Well... I saw the original post and decided to pull out the trusty old test strips for some of my less-proud Amazon purchases. Read 'em and weep:
pH test - PureLabs bunk water - pH 8ish.png pH test - AaBaCa brand bunk water - pH 8.png
PureLabs bunk water = somewhere around pH8
AaBaCa bunk water = apparently pH between 8-9

In less-sad news, Quality Research Chemicals acetic water appears just as it claims:
pH test - Quality Research Chemicals 06pct Acetic BAC - pH 4ish.png
Quality Research Chemicals 0.6% acetic acid solution = pH a little north of 4, as expected.

Super pleased that the QRC product worked well with Tesa from the start, no gelling no damage, works well. Super annoyed that I've been using Reta reconstituted with PureLabs and wondering why it seems weak or degraded...for a month. And I've got several kits of that same 3ml and 10ml dish water. Dammit.
 
This was from a recent test of the Aqua Sciences "water" by one of the original testing groups that I am part of:

View attachment 8639
(Shared with permission.)

You can assume the other tests performed on this (and many other Amazon wonder waters) performed poorly as well.
That looks like mold to me, unless its something else.
 
Well... I saw the original post and decided to pull out the trusty old test strips for some of my less-proud Amazon purchases. Read 'em and weep:
View attachment 8617 View attachment 8618
PureLabs bunk water = somewhere around pH8
AaBaCa bunk water = apparently pH between 8-9

In less-sad news, Quality Research Chemicals acetic water appears just as it claims:
View attachment 8619
Quality Research Chemicals 0.6% acetic acid solution = pH a little north of 4, as expected.

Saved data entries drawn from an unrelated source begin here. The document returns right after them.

//! Dataset acquisition: one fetch of a JSON array of records.
//!
//! The engine never fetches on its own; hosts pick a [`DatasetSource`] and pass
//! the resulting records in.

mod file;
mod http;

pub use file::FileDatasetSource;
pub use http::{DEFAULT_DATASET_URL, HttpDatasetSource};

use tracing::debug;

use crate::core::RawRecord;
use crate::error::ScatterResult;

/// Anything that can produce the raw record array.
pub trait DatasetSource {
    fn load(&self) -> ScatterResult<Vec<RawRecord>>;

    /// Human-readable origin, used in logs and error messages.
    fn describe(&self) -> String;
}

/// Parses a JSON array of records. Unknown fields are ignored.
pub fn parse_dataset(json: &str) -> ScatterResult<Vec<RawRecord>> {
    let records: Vec<RawRecord> = serde_json::from_str(json)?;
    debug!(count = records.len(), "parsed dataset payload");
    Ok(records)
}

/// Picks an HTTP source for `http(s)://` locations and a file source otherwise.
#[must_use]
pub fn source_for_location(
    location: &str,
    load: crate::api::LoadConfig,
) -> Box<dyn DatasetSource> {
    if location.starts_with("http://") || location.starts_with("https://") {
        Box::new(HttpDatasetSource::new(location).with_load_config(load))
    } else {
        Box::new(FileDatasetSource::new(location))
    }
}
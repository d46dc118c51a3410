use std::fs;
use std::path::PathBuf;

use tracing::debug;

use crate::core::RawRecord;
use crate::error::{ScatterError, ScatterResult};

use super::{DatasetSource, parse_dataset};

/// Reads the dataset from a local JSON file.
#[derive(Debug, Clone, PartialEq, Eq)]
pub struct FileDatasetSource {
    path: PathBuf,
}

impl FileDatasetSource {
    #[must_use]
    pub fn new(path: impl Into<PathBuf>) -> Self {
        Self { path: path.into() }
    }
}

impl DatasetSource for FileDatasetSource {
    fn load(&self) -> ScatterResult<Vec<RawRecord>> {
        debug!(path = %self.path.display(), "reading dataset file");
        let raw = fs::read_to_string(&self.path).map_err(|err| {
            ScatterError::Load(format!("failed to read `{}`: {err}", self.path.display()))
        })?;
        parse_dataset(&raw)
    }

    fn describe(&self) -> String {
        self.path.display().to_string()
    }
}
use scatter_rs::api::{ChartVariant, ScatterChart, ScatterConfig};
use scatter_rs::core::{RaceTime, Record, Viewport};
use scatter_rs::render::{HtmlRenderer, Renderer, SvgRenderer};

fn records() -> Vec<Record> {
    vec![
        Record::new(1994, RaceTime::new(36, 15).expect("valid"), ""),
        Record::new(1995, RaceTime::new(36, 50).expect("valid"), "Alleged <drug> use"),
        Record::new(2003, RaceTime::new(39, 5).expect("valid"), ""),
    ]
}

fn build<R: Renderer>(renderer: R, variant: ChartVariant) -> ScatterChart<R> {
    ScatterChart::new(
        renderer,
        ScatterConfig::for_variant(variant),
        Viewport::new(1280.0, 800.0),
        records(),
    )
    .expect("chart init")
}

#[test]
fn svg_document_contains_markers_and_axes() {
    let mut chart = build(SvgRenderer::new(), ChartVariant::DopingScatter);
    chart.render().expect("render");

    let svg = chart.renderer().document();
    assert!(svg.starts_with("<svg xmlns=\"http://www.w3.org/2000/svg\" width=\"720\" height=\"720\""));
    assert!(svg.contains(r#"<g class="bounds" transform="translate(50, 10)">"#));
    assert!(svg.contains(r#"<g id="x-axis" transform="translate(0, 660)""#));
    assert!(svg.contains(r#"<g id="y-axis" transform="translate(0, 0)""#));
    assert!(svg.contains(r#"<g id="legend""#));
    assert_eq!(svg.matches(r#"<circle class="dot""#).count(), 3);
    assert!(svg.contains(r#"data-xvalue="1994" data-yvalue="1900-01-01T00:36:15""#));
    assert!(svg.contains(r#"fill="rgb(0, 128, 0)""#));
    assert!(svg.contains(r#"fill="rgb(255, 0, 0)""#));
    assert!(svg.contains(r#"transform="rotate(-90)">Time In Minutes</text>"#));
    assert!(svg.trim_end().ends_with("</svg>"));

    let stats = chart.renderer().last_stats();
    assert_eq!(stats.markers_drawn, 3);
    assert!(stats.lines_drawn >= 2);
    assert!(stats.texts_drawn >= 4);
}

#[test]
fn time_series_svg_has_no_legend() {
    let mut chart = build(SvgRenderer::new(), ChartVariant::TimeSeries);
    chart.render().expect("render");

    let svg = chart.into_renderer().into_document();
    assert!(!svg.contains(r#"id="legend""#));
    assert!(svg.contains(r#"fill="rgb(70, 130, 180)""#));
}

#[test]
fn html_page_hosts_hidden_tooltip() {
    let mut chart = build(HtmlRenderer::default(), ChartVariant::DopingScatter);
    chart.render().expect("render");

    let html = chart.renderer().document();
    assert!(html.starts_with("<!DOCTYPE html>"));
    assert!(html.contains(r#"<div id="wrapper">"#));
    assert!(html.contains(r#"<div id="tooltip" style="visibility: hidden;"#));
    assert!(html.contains("transition: visibility 200ms;"));
}

#[test]
fn html_tooltip_reflects_hovered_record() {
    let mut chart = build(HtmlRenderer::new("Doping in Professional Bicycle Racing"), ChartVariant::DopingScatter);
    chart.pointer_enter(1, 300.0, 128.0).expect("enter");
    chart.render().expect("render");

    let html = chart.renderer().document();
    assert!(html.contains("<title>Doping in Professional Bicycle Racing</title>"));
    assert!(html.contains("visibility: visible; left: 300px; top: 100px;"));
    assert!(html.contains(r#"data-year="1995" data-yvalue="36:50">Year: 1995<br> Time: 36:50</div>"#));
}

#[test]
fn failed_render_keeps_previous_document() {
    let mut chart = build(SvgRenderer::new(), ChartVariant::DopingScatter);
    chart.render().expect("first render");
    let before = chart.renderer().document().to_owned();

    chart
        .pointer_enter(0, f64::INFINITY, 0.0)
        .expect_err("non-finite pointer is rejected");
    chart.render().expect("second render");
    assert_eq!(chart.renderer().document(), before);
}
mod axis_builder;
mod axis_scale;
mod axis_ticks;
mod chart_config;
mod engine_init;
mod interaction_controller;
mod json_contract;
mod legend_builder;
mod marker_hit_resolver;
mod marker_projection;
mod render_frame_builder;

pub use axis_scale::AxisScale;
pub use chart_config::{
    AxisConfig, ChartVariant, FillRule, LoadConfig, ScaleKind, ScatterConfig, TextStyle,
    TickFormat, TickPolicy,
};
pub use json_contract::{
    RENDER_FRAME_JSON_SCHEMA_V1, RenderFrameJsonContractV1, SCATTER_CONFIG_JSON_SCHEMA_V1,
    ScatterConfigJsonContractV1,
};
pub use marker_projection::{MARKER_CLASS, MarkerProjection, project_markers};

use crate::core::{Dimensions, Record};
use crate::interaction::TooltipState;
use crate::render::{MarkerPrimitive, Renderer};

/// Scatter-plot engine: owns the validated records, the immutable dimensions,
/// both scales and the tooltip state, and hands frames to a `Renderer`.
pub struct ScatterChart<R: Renderer> {
    renderer: R,
    config: ScatterConfig,
    dimensions: Dimensions,
    records: Vec<Record>,
    x_axis: AxisConfig,
    y_axis: AxisConfig,
    x_scale: AxisScale,
    y_scale: AxisScale,
    markers: Vec<MarkerPrimitive>,
    tooltip: Option<TooltipState>,
}

impl<R: Renderer> ScatterChart<R> {
    #[must_use]
    pub fn config(&self) -> &ScatterConfig {
        &self.config
    }

    #[must_use]
    pub fn dimensions(&self) -> Dimensions {
        self.dimensions
    }

    #[must_use]
    pub fn records(&self) -> &[Record] {
        &self.records
    }

    #[must_use]
    pub fn x_scale(&self) -> AxisScale {
        self.x_scale
    }

    #[must_use]
    pub fn y_scale(&self) -> AxisScale {
        self.y_scale
    }

    /// Markers in bounded-area coordinates, in record order.
    #[must_use]
    pub fn markers(&self) -> &[MarkerPrimitive] {
        &self.markers
    }

    #[must_use]
    pub fn renderer(&self) -> &R {
        &self.renderer
    }

    #[must_use]
    pub fn renderer_mut(&mut self) -> &mut R {
        &mut self.renderer
    }

    #[must_use]
    pub fn into_renderer(self) -> R {
        self.renderer
    }
}
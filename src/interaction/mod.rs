use indexmap::IndexMap;
use serde::{Deserialize, Serialize};

use crate::core::Record;
use crate::render::escape_xml;

#[derive(Debug, Clone, Copy, PartialEq, Eq, Serialize, Deserialize, Default)]
pub enum TooltipVisibility {
    #[default]
    Hidden,
    Visible,
}

/// Pointer events the tooltip reacts to, independent of how the host
/// delivers them.
#[derive(Debug, Clone, Copy, PartialEq, Serialize, Deserialize)]
pub enum PointerEvent {
    Enter {
        marker: usize,
        page_x: f64,
        page_y: f64,
    },
    Leave,
}

/// Tooltip placement and fade tuning.
#[derive(Debug, Clone, Copy, PartialEq, Serialize, Deserialize)]
pub struct TooltipConfig {
    /// Subtracted from the pointer's y coordinate.
    pub vertical_offset_px: f64,
    pub fade_ms: u64,
}

impl Default for TooltipConfig {
    fn default() -> Self {
        Self {
            vertical_offset_px: 28.0,
            fade_ms: 200,
        }
    }
}

/// Cosmetic fade recorded for the most recent transition.
#[derive(Debug, Clone, Copy, PartialEq, Eq, Serialize, Deserialize)]
pub struct FadeTransition {
    pub target: TooltipVisibility,
    pub duration_ms: u64,
}

/// Two-state tooltip machine: `Hidden` (initial) and `Visible`.
///
/// Events are applied one at a time; each call fully updates the state before
/// the next event is considered.
#[derive(Debug, Clone, PartialEq, Default)]
pub struct TooltipState {
    config: TooltipConfig,
    visibility: TooltipVisibility,
    hovered: Option<usize>,
    left: f64,
    top: f64,
    html: String,
    attributes: IndexMap<String, String>,
    last_transition: Option<FadeTransition>,
}

impl TooltipState {
    #[must_use]
    pub fn new(config: TooltipConfig) -> Self {
        Self {
            config,
            ..Self::default()
        }
    }

    #[must_use]
    pub fn config(&self) -> TooltipConfig {
        self.config
    }

    #[must_use]
    pub fn visibility(&self) -> TooltipVisibility {
        self.visibility
    }

    #[must_use]
    pub fn is_visible(&self) -> bool {
        self.visibility == TooltipVisibility::Visible
    }

    #[must_use]
    pub fn hovered_marker(&self) -> Option<usize> {
        self.hovered
    }

    #[must_use]
    pub fn position(&self) -> (f64, f64) {
        (self.left, self.top)
    }

    #[must_use]
    pub fn html(&self) -> &str {
        &self.html
    }

    #[must_use]
    pub fn attributes(&self) -> &IndexMap<String, String> {
        &self.attributes
    }

    #[must_use]
    pub fn last_transition(&self) -> Option<FadeTransition> {
        self.last_transition
    }

    /// `hidden -> visible`: positions the tooltip at the pointer and fills it
    /// from the entered record.
    pub fn on_pointer_enter(&mut self, marker: usize, record: &Record, page_x: f64, page_y: f64) {
        self.visibility = TooltipVisibility::Visible;
        self.hovered = Some(marker);
        self.left = page_x;
        self.top = page_y - self.config.vertical_offset_px;
        self.html = format!(
            "Year: {}<br> Time: {}",
            record.year(),
            escape_xml(&record.time().to_string())
        );
        self.attributes.clear();
        self.attributes
            .insert("data-year".to_owned(), record.year().to_string());
        self.attributes
            .insert("data-yvalue".to_owned(), record.time().to_string());
        self.last_transition = Some(self.fade_to(TooltipVisibility::Visible));
    }

    /// `visible -> hidden`. Content and position are kept for the fade out.
    pub fn on_pointer_leave(&mut self) {
        self.visibility = TooltipVisibility::Hidden;
        self.hovered = None;
        self.last_transition = Some(self.fade_to(TooltipVisibility::Hidden));
    }

    fn fade_to(&self, target: TooltipVisibility) -> FadeTransition {
        FadeTransition {
            target,
            duration_ms: self.config.fade_ms,
        }
    }
}

/// ISO-8601 instant used for `data-yvalue` marker attributes.
#[must_use]
pub fn race_time_attribute(record: &Record) -> String {
    record
        .time()
        .to_naive_datetime()
        .format("%Y-%m-%dT%H:%M:%S")
        .to_string()
}
use serde::{Deserialize, Serialize};

use crate::core::{MAX_TICKS, Margin, MalformedRecordPolicy, RecordField, TimeInterval};
use crate::error::{ScatterError, ScatterResult};
use crate::interaction::TooltipConfig;
use crate::render::Color;

/// The two chart layouts the engine knows how to build.
#[derive(Debug, Clone, Copy, PartialEq, Eq, Serialize, Deserialize, Default)]
#[serde(rename_all = "snake_case")]
pub enum ChartVariant {
    /// Year (linear) against race time (time scale), colored by doping, with tooltip.
    #[default]
    DopingScatter,
    /// Year instant (time scale) against race seconds (linear), constant color.
    TimeSeries,
}

#[derive(Debug, Clone, Copy, PartialEq, Eq, Serialize, Deserialize)]
#[serde(rename_all = "snake_case")]
pub enum ScaleKind {
    Linear,
    Time,
}

#[derive(Debug, Clone, Copy, PartialEq, Eq, Serialize, Deserialize)]
#[serde(rename_all = "snake_case")]
pub enum TickPolicy {
    /// Approximately this many round-valued ticks.
    Count(usize),
    /// One tick per calendar interval (time scales only).
    Every(TimeInterval),
    /// Standard interval closest to a tenth of the domain (time scales only).
    DefaultTime,
}

#[derive(Debug, Clone, PartialEq, Eq, Serialize, Deserialize)]
#[serde(rename_all = "snake_case")]
pub enum TickFormat {
    /// Plain number, no grouping separators, precision from the tick step.
    Plain,
    /// `chrono` strftime pattern (time scales only).
    Pattern(String),
    /// `MM:SS` for time scales, `M:SS` from a number of seconds for linear ones.
    MinutesSeconds,
}

#[derive(Debug, Clone, PartialEq, Serialize, Deserialize)]
pub struct AxisConfig {
    pub id: String,
    pub field: RecordField,
    pub scale: ScaleKind,
    pub ticks: TickPolicy,
    pub format: TickFormat,
    pub label: String,
    /// Labels closer than this along the axis are thinned out. `0.0` keeps every tick.
    pub min_tick_spacing_px: f64,
}

impl AxisConfig {
    pub fn validate(&self) -> ScatterResult<()> {
        if self.id.trim().is_empty() {
            return Err(ScatterError::InvalidData(
                "axis id must not be empty".to_owned(),
            ));
        }
        if !self.min_tick_spacing_px.is_finite() || self.min_tick_spacing_px < 0.0 {
            return Err(ScatterError::InvalidData(format!(
                "axis `{}` min tick spacing must be finite and >= 0",
                self.id
            )));
        }
        match (self.scale, self.ticks) {
            (_, TickPolicy::Count(0)) => Err(ScatterError::InvalidData(format!(
                "axis `{}` tick count must be > 0",
                self.id
            ))),
            (_, TickPolicy::Count(count)) if count > MAX_TICKS => {
                Err(ScatterError::InvalidData(format!(
                    "axis `{}` tick count must be <= {MAX_TICKS}",
                    self.id
                )))
            }
            (ScaleKind::Linear, TickPolicy::Every(_)) => Err(ScatterError::InvalidData(format!(
                "axis `{}` uses a calendar tick interval on a linear scale",
                self.id
            ))),
            (
                ScaleKind::Time,
                TickPolicy::Every(TimeInterval::Months(step) | TimeInterval::Years(step)),
            ) if step == 0 || i32::try_from(step).is_err() => {
                Err(ScatterError::InvalidData(format!(
                    "axis `{}` calendar tick step must be in 1..={}",
                    self.id,
                    i32::MAX
                )))
            }
            (ScaleKind::Time, TickPolicy::Every(TimeInterval::Seconds(0))) => {
                Err(ScatterError::InvalidData(format!(
                    "axis `{}` tick interval must be > 0",
                    self.id
                )))
            }
            _ => Ok(()),
        }?;
        if self.scale == ScaleKind::Linear && matches!(self.format, TickFormat::Pattern(_)) {
            return Err(ScatterError::InvalidData(format!(
                "axis `{}` uses a date pattern on a linear scale",
                self.id
            )));
        }
        Ok(())
    }
}

/// Marker fill rule.
#[derive(Debug, Clone, Copy, PartialEq, Serialize, Deserialize)]
#[serde(rename_all = "snake_case")]
pub enum FillRule {
    /// `clean` for records without a doping allegation, `doping` otherwise.
    DopingSplit { clean: Color, doping: Color },
    Constant(Color),
}

impl FillRule {
    #[must_use]
    pub fn fill_for(self, record: &crate::core::Record) -> Color {
        match self {
            Self::DopingSplit { clean, doping } => {
                if record.is_clean() {
                    clean
                } else {
                    doping
                }
            }
            Self::Constant(color) => color,
        }
    }

    pub fn validate(self) -> ScatterResult<()> {
        match self {
            Self::DopingSplit { clean, doping } => {
                clean.validate()?;
                doping.validate()
            }
            Self::Constant(color) => color.validate(),
        }
    }
}

/// Dataset fetch behavior.
#[derive(Debug, Clone, Copy, PartialEq, Eq, Serialize, Deserialize)]
#[serde(default)]
pub struct LoadConfig {
    pub timeout_ms: u64,
    /// Extra attempts after the first failed fetch.
    pub retries: u32,
}

impl Default for LoadConfig {
    fn default() -> Self {
        Self {
            timeout_ms: 10_000,
            retries: 1,
        }
    }
}

/// Text sizing shared by axes and the legend.
#[derive(Debug, Clone, Copy, PartialEq, Serialize, Deserialize)]
#[serde(default)]
pub struct TextStyle {
    pub tick_font_px: f64,
    /// `1.4em` at a 16px root.
    pub axis_label_font_px: f64,
    pub legend_font_px: f64,
    pub color: Color,
}

impl Default for TextStyle {
    fn default() -> Self {
        Self {
            tick_font_px: 10.0,
            axis_label_font_px: 22.4,
            legend_font_px: 12.0,
            color: Color::BLACK,
        }
    }
}

/// Full chart configuration.
///
/// Optional sections fall back to the defaults of `variant`, so a JSON file
/// only needs to name what it overrides.
#[derive(Debug, Clone, PartialEq, Serialize, Deserialize)]
#[serde(default)]
pub struct ScatterConfig {
    pub variant: ChartVariant,
    pub margin: Margin,
    pub marker_radius: f64,
    pub fill: Option<FillRule>,
    pub x_axis: Option<AxisConfig>,
    pub y_axis: Option<AxisConfig>,
    pub tooltip: Option<TooltipConfig>,
    pub legend: Option<bool>,
    pub text: TextStyle,
    pub record_policy: MalformedRecordPolicy,
    pub load: LoadConfig,
}

impl Default for ScatterConfig {
    fn default() -> Self {
        Self::for_variant(ChartVariant::default())
    }
}

impl ScatterConfig {
    #[must_use]
    pub fn for_variant(variant: ChartVariant) -> Self {
        Self {
            variant,
            margin: Margin::default(),
            marker_radius: 4.0,
            fill: None,
            x_axis: None,
            y_axis: None,
            tooltip: None,
            legend: None,
            text: TextStyle::default(),
            record_policy: MalformedRecordPolicy::default(),
            load: LoadConfig::default(),
        }
    }

    #[must_use]
    pub fn with_margin(mut self, margin: Margin) -> Self {
        self.margin = margin;
        self
    }

    #[must_use]
    pub fn with_fill(mut self, fill: FillRule) -> Self {
        self.fill = Some(fill);
        self
    }

    #[must_use]
    pub fn with_record_policy(mut self, policy: MalformedRecordPolicy) -> Self {
        self.record_policy = policy;
        self
    }

    #[must_use]
    pub fn fill_rule(&self) -> FillRule {
        self.fill.unwrap_or(match self.variant {
            ChartVariant::DopingScatter => FillRule::DopingSplit {
                clean: Color::GREEN,
                doping: Color::RED,
            },
            ChartVariant::TimeSeries => FillRule::Constant(Color::STEEL_BLUE),
        })
    }

    #[must_use]
    pub fn x_axis(&self) -> AxisConfig {
        self.x_axis.clone().unwrap_or_else(|| match self.variant {
            ChartVariant::DopingScatter => AxisConfig {
                id: "x-axis".to_owned(),
                field: RecordField::Year,
                scale: ScaleKind::Linear,
                ticks: TickPolicy::Count(12),
                format: TickFormat::Plain,
                label: "Year".to_owned(),
                min_tick_spacing_px: 0.0,
            },
            ChartVariant::TimeSeries => AxisConfig {
                id: "x-axis".to_owned(),
                field: RecordField::YearInstant,
                scale: ScaleKind::Time,
                ticks: TickPolicy::DefaultTime,
                format: TickFormat::Pattern("%Y".to_owned()),
                label: "Year".to_owned(),
                min_tick_spacing_px: 0.0,
            },
        })
    }

    #[must_use]
    pub fn y_axis(&self) -> AxisConfig {
        self.y_axis.clone().unwrap_or_else(|| match self.variant {
            ChartVariant::DopingScatter => AxisConfig {
                id: "y-axis".to_owned(),
                field: RecordField::RaceTime,
                scale: ScaleKind::Time,
                ticks: TickPolicy::Every(TimeInterval::Seconds(15)),
                format: TickFormat::MinutesSeconds,
                label: "Time In Minutes".to_owned(),
                min_tick_spacing_px: 0.0,
            },
            ChartVariant::TimeSeries => AxisConfig {
                id: "y-axis".to_owned(),
                field: RecordField::RaceSeconds,
                scale: ScaleKind::Linear,
                ticks: TickPolicy::Count(12),
                format: TickFormat::MinutesSeconds,
                label: "Time In Minutes".to_owned(),
                min_tick_spacing_px: 0.0,
            },
        })
    }

    /// Tooltip tuning, or `None` when the variant has no tooltip.
    #[must_use]
    pub fn tooltip_config(&self) -> Option<TooltipConfig> {
        match self.variant {
            ChartVariant::DopingScatter => Some(self.tooltip.unwrap_or_default()),
            ChartVariant::TimeSeries => self.tooltip,
        }
    }

    #[must_use]
    pub fn legend_enabled(&self) -> bool {
        self.legend
            .unwrap_or(self.variant == ChartVariant::DopingScatter)
    }

    pub fn validate(&self) -> ScatterResult<()> {
        if !self.marker_radius.is_finite() || self.marker_radius <= 0.0 {
            return Err(ScatterError::InvalidData(
                "marker radius must be finite and > 0".to_owned(),
            ));
        }
        for (side, value) in [
            ("top", self.margin.top),
            ("right", self.margin.right),
            ("bottom", self.margin.bottom),
            ("left", self.margin.left),
        ] {
            if !value.is_finite() || value < 0.0 {
                return Err(ScatterError::InvalidData(format!(
                    "margin `{side}` must be finite and >= 0"
                )));
            }
        }
        for (name, value) in [
            ("tick_font_px", self.text.tick_font_px),
            ("axis_label_font_px", self.text.axis_label_font_px),
            ("legend_font_px", self.text.legend_font_px),
        ] {
            if !value.is_finite() || value <= 0.0 {
                return Err(ScatterError::InvalidData(format!(
                    "text `{name}` must be finite and > 0"
                )));
            }
        }
        if let Some(tooltip) = self.tooltip {
            if !tooltip.vertical_offset_px.is_finite() {
                return Err(ScatterError::InvalidData(
                    "tooltip offset must be finite".to_owned(),
                ));
            }
        }
        if self.load.timeout_ms == 0 {
            return Err(ScatterError::InvalidData(
                "load timeout must be > 0".to_owned(),
            ));
        }
        self.text.color.validate()?;
        self.fill_rule().validate()?;
        self.x_axis().validate()?;
        self.y_axis().validate()
    }
}

#[cfg(test)]
mod tests {
    use super::{ChartVariant, FillRule, ScaleKind, ScatterConfig, TickPolicy};
    use crate::core::{RaceTime, Record};
    use crate::render::Color;

    #[test]
    fn doping_variant_defaults() {
        let config = ScatterConfig::default();
        assert_eq!(config.x_axis().scale, ScaleKind::Linear);
        assert_eq!(config.x_axis().ticks, TickPolicy::Count(12));
        assert_eq!(config.y_axis().scale, ScaleKind::Time);
        assert!(config.tooltip_config().is_some());
        assert!(config.legend_enabled());
        config.validate().expect("defaults are valid");
    }

    #[test]
    fn time_series_variant_defaults() {
        let config = ScatterConfig::for_variant(ChartVariant::TimeSeries);
        assert_eq!(config.x_axis().scale, ScaleKind::Time);
        assert_eq!(config.y_axis().ticks, TickPolicy::Count(12));
        assert!(config.tooltip_config().is_none());
        assert!(matches!(config.fill_rule(), FillRule::Constant(_)));
        config.validate().expect("defaults are valid");
    }

    #[test]
    fn doping_split_picks_color_by_allegation() {
        let rule = ScatterConfig::default().fill_rule();
        let time = RaceTime::new(37, 0).expect("valid");
        assert_eq!(rule.fill_for(&Record::new(2000, time, "")), Color::GREEN);
        assert_eq!(rule.fill_for(&Record::new(2000, time, "EPO")), Color::RED);
    }
}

Super pleased that the QRC product worked well with Tesa from the start, no gelling no damage, works well. Super annoyed that I've been using Reta reconstituted with PureLabs and wondering why it seems weak or degraded...for a month. And I've got several kits of that same 3ml and 10ml dish water. Dammit.
Hi...here's a dumb question - you mentioned acetic solution and tesa. Is there a specific reason you would use acetic water vs bac water? I've only just started researching tesa and have not yet seen anything about this. When I just googled it, I found that acetic water is not suitable for injection? It's so hard to figure out which is good or bad info.
 
This was from a recent test of the Aqua Sciences "water" by one of the original testing groups that I am part of:

View attachment 8639
(Shared with permission.)

You can assume the other tests performed on this (and many other Amazon wonder waters) performed poorly as well.
What am I looking at here? Looks like poop water, one with a brain in there and the other with mold. But it could also be a batch of cookies
 
Hi...here's a dumb question - you mentioned acetic solution and tesa. Is there a specific reason you would use acetic water vs bac water? I've only just started researching tesa and have not yet seen anything about this. When I just googled it, I found that acetic water is not suitable for injection? It's so hard to figure out which is good or bad info.
Not that google summaries are authoritative, but this gave a pretty good summary and I checked the references. Tesa along with other growth hormone related peptides really wants a lower pH to stay stable and not to gel. I'm going to try sodium chloride bacteriostatic water next (pH 5.0), but can confirm that acetic acid is an acceptable component of specialty bacteriostatic water for even lower pH (4.0ish). YMMV.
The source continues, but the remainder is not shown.